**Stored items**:
//! SQLite work repository implementation.
//!
//! A work spans four tables: the `works` row itself, positional child rows
//! in `work_subjects` and `work_covers`, and the `work_authors` link table.
//! Saves run in a single transaction so a work is never observable half
//! written.

use crate::{traits::WorkRepository, DatabasePoolInterface};
use alexandria_core::{AlexandriaError, AlexandriaResult, Author, AuthorKey, Work, WorkKey};
use async_trait::async_trait;
use chrono::{DateTime, Utc};
use shaku::Component;
use sqlx::FromRow;
use std::sync::Arc;
use tracing::debug;

/// SQLite work repository implementation.
#[derive(Component, Clone)]
#[shaku(interface = WorkRepository)]
pub struct SqliteWorkRepository {
    #[shaku(inject)]
    pool: Arc<dyn DatabasePoolInterface>,
}

impl SqliteWorkRepository {
    /// Creates a new SQLite work repository.
    #[must_use]
    pub fn new(pool: Arc<dyn DatabasePoolInterface>) -> Self {
        Self { pool }
    }

    /// Loads subjects, covers and author links for a work row.
    async fn load_work(&self, row: WorkRow) -> AlexandriaResult<Work> {
        let subjects: Vec<String> = sqlx::query_scalar(
            r#"
            SELECT subject FROM work_subjects
            WHERE work_key = ?
            ORDER BY position
            "#,
        )
        .bind(&row.work_key)
        .fetch_all(self.pool.inner())
        .await?;

        let covers: Vec<i64> = sqlx::query_scalar(
            r#"
            SELECT cover_id FROM work_covers
            WHERE work_key = ?
            ORDER BY position
            "#,
        )
        .bind(&row.work_key)
        .fetch_all(self.pool.inner())
        .await?;

        // Author links are append-only, so rowid order is link order.
        let authors: Vec<Author> = sqlx::query_as::<_, LinkedAuthorRow>(
            r#"
            SELECT a.author_key, a.author_name, a.created_at
            FROM authors a
            JOIN work_authors wa ON wa.author_key = a.author_key
            WHERE wa.work_key = ?
            ORDER BY wa.rowid
            "#,
        )
        .bind(&row.work_key)
        .fetch_all(self.pool.inner())
        .await?
        .into_iter()
        .map(Author::from)
        .collect();

        Ok(Work {
            key: WorkKey::new_unchecked(row.work_key),
            title: row.title,
            description: row.description,
            subjects,
            covers,
            authors,
            created_at: row.created_at,
        })
    }
}

/// Database row representation of a work, without child rows.
#[derive(Debug, FromRow)]
struct WorkRow {
    work_key: String,
    title: String,
    description: Option<String>,
    created_at: DateTime<Utc>,
}

/// Database row for an author joined through the link table.
#[derive(Debug, FromRow)]
struct LinkedAuthorRow {
    author_key: String,
    author_name: Option<String>,
    created_at: DateTime<Utc>,
}

impl From<LinkedAuthorRow> for Author {
    fn from(row: LinkedAuthorRow) -> Self {
        Author {
            key: AuthorKey::new_unchecked(row.author_key),
            name: row.author_name,
            created_at: row.created_at,
        }
    }
}

#[async_trait]
impl WorkRepository for SqliteWorkRepository {
    async fn find_by_key(&self, key: &WorkKey) -> AlexandriaResult<Option<Work>> {
        debug!("Finding work by key: {}", key);

        let row = sqlx::query_as::<_, WorkRow>(
            r#"
            SELECT work_key, title, description, created_at
            FROM works
            WHERE work_key = ?
            "#,
        )
        .bind(key.as_str())
        .fetch_optional(self.pool.inner())
        .await?;

        match row {
            Some(row) => Ok(Some(self.load_work(row).await?)),
            None => Ok(None),
        }
    }

    async fn find_by_author_key(&self, key: &AuthorKey) -> AlexandriaResult<Vec<Work>> {
        debug!("Finding works linked to author: {}", key);

        let rows = sqlx::query_as::<_, WorkRow>(
            r#"
            SELECT w.work_key, w.title, w.description, w.created_at
            FROM works w
            JOIN work_authors wa ON wa.work_key = w.work_key
            WHERE wa.author_key = ?
            ORDER BY w.created_at, w.work_key
            "#,
        )
        .bind(key.as_str())
        .fetch_all(self.pool.inner())
        .await?;

        let mut works = Vec::with_capacity(rows.len());
        for row in rows {
            works.push(self.load_work(row).await?);
        }
        Ok(works)
    }

    async fn save(&self, work: &Work) -> AlexandriaResult<Work> {
        debug!("Saving work: {}", work.key);

        let mut tx = self.pool.inner().begin().await?;

        sqlx::query(
            r#"
            INSERT INTO works (work_key, title, description, created_at)
            VALUES (?, ?, ?, ?)
            ON CONFLICT (work_key) DO UPDATE SET
                title = excluded.title,
                description = excluded.description
            "#,
        )
        .bind(work.key.as_str())
        .bind(&work.title)
        .bind(work.description.as_deref())
        .bind(work.created_at)
        .execute(&mut *tx)
        .await?;

        // Subjects and covers carry the latest catalog snapshot: replace.
        sqlx::query("DELETE FROM work_subjects WHERE work_key = ?")
            .bind(work.key.as_str())
            .execute(&mut *tx)
            .await?;

        for (position, subject) in work.subjects.iter().enumerate() {
            sqlx::query(
                r#"
                INSERT INTO work_subjects (work_key, position, subject)
                VALUES (?, ?, ?)
                "#,
            )
            .bind(work.key.as_str())
            .bind(position as i64)
            .bind(subject)
            .execute(&mut *tx)
            .await?;
        }

        sqlx::query("DELETE FROM work_covers WHERE work_key = ?")
            .bind(work.key.as_str())
            .execute(&mut *tx)
            .await?;

        for (position, cover_id) in work.covers.iter().enumerate() {
            sqlx::query(
                r#"
                INSERT INTO work_covers (work_key, position, cover_id)
                VALUES (?, ?, ?)
                "#,
            )
            .bind(work.key.as_str())
            .bind(position as i64)
            .bind(cover_id)
            .execute(&mut *tx)
            .await?;
        }

        // Links accumulate: never delete, and create the author row when
        // missing so a link cannot dangle.
        for author in &work.authors {
            sqlx::query(
                r#"
                INSERT INTO authors (author_key, author_name, created_at)
                VALUES (?, ?, ?)
                ON CONFLICT (author_key) DO NOTHING
                "#,
            )
            .bind(author.key.as_str())
            .bind(author.name.as_deref())
            .bind(author.created_at)
            .execute(&mut *tx)
            .await?;

            sqlx::query(
                r#"
                INSERT INTO work_authors (work_key, author_key)
                VALUES (?, ?)
                ON CONFLICT (work_key, author_key) DO NOTHING
                "#,
            )
            .bind(work.key.as_str())
            .bind(author.key.as_str())
            .execute(&mut *tx)
            .await?;
        }

        tx.commit().await?;

        self.find_by_key(&work.key).await?.ok_or_else(|| {
            AlexandriaError::Database(format!("Work {} not found after save", work.key))
        })
    }
}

**Exercise objective**:
Exactly as they appear above, write out all of the lines.

**Answer to the exercise**:
//! SQLite work repository implementation.
//!
//! A work spans four tables: the `works` row itself, positional child rows
//! in `work_subjects` and `work_covers`, and the `work_authors` link table.
//! Saves run in a single transaction so a work is never observable half
//! written.

use crate::{traits::WorkRepository, DatabasePoolInterface};
use alexandria_core::{AlexandriaError, AlexandriaResult, Author, AuthorKey, Work, WorkKey};
use async_trait::async_trait;
use chrono::{DateTime, Utc};
use shaku::Component;
use sqlx::FromRow;
use std::sync::Arc;
use tracing::debug;

/// SQLite work repository implementation.
#[derive(Component, Clone)]
#[shaku(interface = WorkRepository)]
pub struct SqliteWorkRepository {
    #[shaku(inject)]
    pool: Arc<dyn DatabasePoolInterface>,
}

impl SqliteWorkRepository {
    /// Creates a new SQLite work repository.
    #[must_use]
    pub fn new(pool: Arc<dyn DatabasePoolInterface>) -> Self {
        Self { pool }
    }

    /// Loads subjects, covers and author links for a work row.
    async fn load_work(&self, row: WorkRow) -> AlexandriaResult<Work> {
        let subjects: Vec<String> = sqlx::query_scalar(
            r#"
            SELECT subject FROM work_subjects
            WHERE work_key = ?
            ORDER BY position
            "#,
        )
        .bind(&row.work_key)
        .fetch_all(self.pool.inner())
        .await?;

        let covers: Vec<i64> = sqlx::query_scalar(
            r#"
            SELECT cover_id FROM work_covers
            WHERE work_key = ?
            ORDER BY position
            "#,
        )
        .bind(&row.work_key)
        .fetch_all(self.pool.inner())
        .await?;

        // Author links are append-only, so rowid order is link order.
        let authors: Vec<Author> = sqlx::query_as::<_, LinkedAuthorRow>(
            r#"
            SELECT a.author_key, a.author_name, a.created_at
            FROM authors a
            JOIN work_authors wa ON wa.author_key = a.author_key
            WHERE wa.work_key = ?
            ORDER BY wa.rowid
            "#,
        )
        .bind(&row.work_key)
        .fetch_all(self.pool.inner())
        .await?
        .into_iter()
        .map(Author::from)
        .collect();

        Ok(Work {
            key: WorkKey::new_unchecked(row.work_key),
            title: row.title,
            description: row.description,
            subjects,
            covers,
            authors,
            created_at: row.created_at,
        })
    }
}

/// Database row representation of a work, without child rows.
#[derive(Debug, FromRow)]
struct WorkRow {
    work_key: String,
    title: String,
    description: Option<String>,
    created_at: DateTime<Utc>,
}

/// Database row for an author joined through the link table.
#[derive(Debug, FromRow)]
struct LinkedAuthorRow {
    author_key: String,
    author_name: Option<String>,
    created_at: DateTime<Utc>,
}

impl From<LinkedAuthorRow> for Author {
    fn from(row: LinkedAuthorRow) -> Self {
        Author {
            key: AuthorKey::new_unchecked(row.author_key),
            name: row.author_name,
            created_at: row.created_at,
        }
    }
}

#[async_trait]
impl WorkRepository for SqliteWorkRepository {
    async fn find_by_key(&self, key: &WorkKey) -> AlexandriaResult<Option<Work>> {
        debug!("Finding work by key: {}", key);

        let row = sqlx::query_as::<_, WorkRow>(
            r#"
            SELECT work_key, title, description, created_at
            FROM works
            WHERE work_key = ?
            "#,
        )
        .bind(key.as_str())
        .fetch_optional(self.pool.inner())
        .await?;

        match row {
            Some(row) => Ok(Some(self.load_work(row).await?)),
            None => Ok(None),
        }
    }

    async fn find_by_author_key(&self, key: &AuthorKey) -> AlexandriaResult<Vec<Work>> {
        debug!("Finding works linked to author: {}", key);

        let rows = sqlx::query_as::<_, WorkRow>(
            r#"
            SELECT w.work_key, w.title, w.description, w.created_at
            FROM works w
            JOIN work_authors wa ON wa.work_key = w.work_key
            WHERE wa.author_key = ?
            ORDER BY w.created_at, w.work_key
            "#,
        )
        .bind(key.as_str())
        .fetch_all(self.pool.inner())
        .await?;

        let mut works = Vec::with_capacity(rows.len());
        for row in rows {
            works.push(self.load_work(row).await?);
        }
        Ok(works)
    }

    async fn save(&self, work: &Work) -> AlexandriaResult<Work> {
        debug!("Saving work: {}", work.key);

        let mut tx = self.pool.inner().begin().await?;

        sqlx::query(
            r#"
            INSERT INTO works (work_key, title, description, created_at)
            VALUES (?, ?, ?, ?)
            ON CONFLICT (work_key) DO UPDATE SET
                title = excluded.title,
                description = excluded.description
            "#,
        )
        .bind(work.key.as_str())
        .bind(&work.title)
        .bind(work.description.as_deref())
        .bind(work.created_at)
        .execute(&mut *tx)
        .await?;

        // Subjects and covers carry the latest catalog snapshot: replace.
        sqlx::query("DELETE FROM work_subjects WHERE work_key = ?")
            .bind(work.key.as_str())
            .execute(&mut *tx)
            .await?;

        for (position, subject) in work.subjects.iter().enumerate() {
            sqlx::query(
                r#"
                INSERT INTO work_subjects (work_key, position, subject)
                VALUES (?, ?, ?)
                "#,
            )
            .bind(work.key.as_str())
            .bind(position as i64)
            .bind(subject)
            .execute(&mut *tx)
            .await?;
        }

        sqlx::query("DELETE FROM work_covers WHERE work_key = ?")
            .bind(work.key.as_str())
            .execute(&mut *tx)
            .await?;

        for (position, cover_id) in work.covers.iter().enumerate() {
            sqlx::query(
                r#"
                INSERT INTO work_covers (work_key, position, cover_id)
                VALUES (?, ?, ?)
                "#,
            )
            .bind(work.key.as_str())
            .bind(position as i64)
            .bind(cover_id)
            .execute(&mut *tx)
            .await?;
        }

        // Links accumulate: never delete, and create the author row when
        // missing so a link cannot dangle.
        for author in &work.authors {
            sqlx::query(
                r#"
                INSERT INTO authors (author_key, author_name, created_at)
                VALUES (?, ?, ?)
                ON CONFLICT (author_key) DO NOTHING
                "#,
            )
            .bind(author.key.as_str())
            .bind(author.name.as_deref())
            .bind(author.created_at)
            .execute(&mut *tx)
            .await?;

            sqlx::query(
                r#"
                INSERT INTO work_authors (work_key, author_key)
                VALUES (?, ?)
                ON CONFLICT (work_key, author_key) DO NOTHING
                "#,
            )
            .bind(work.key.as_str())
            .bind(author.key.as_str())
            .execute(&mut *tx)
            .await?;
        }

        tx.commit().await?;

        self.find_by_key(&work.key).await?.ok_or_else(|| {
            AlexandriaError::Database(format!("Work {} not found after save", work.key))
        })
    }
}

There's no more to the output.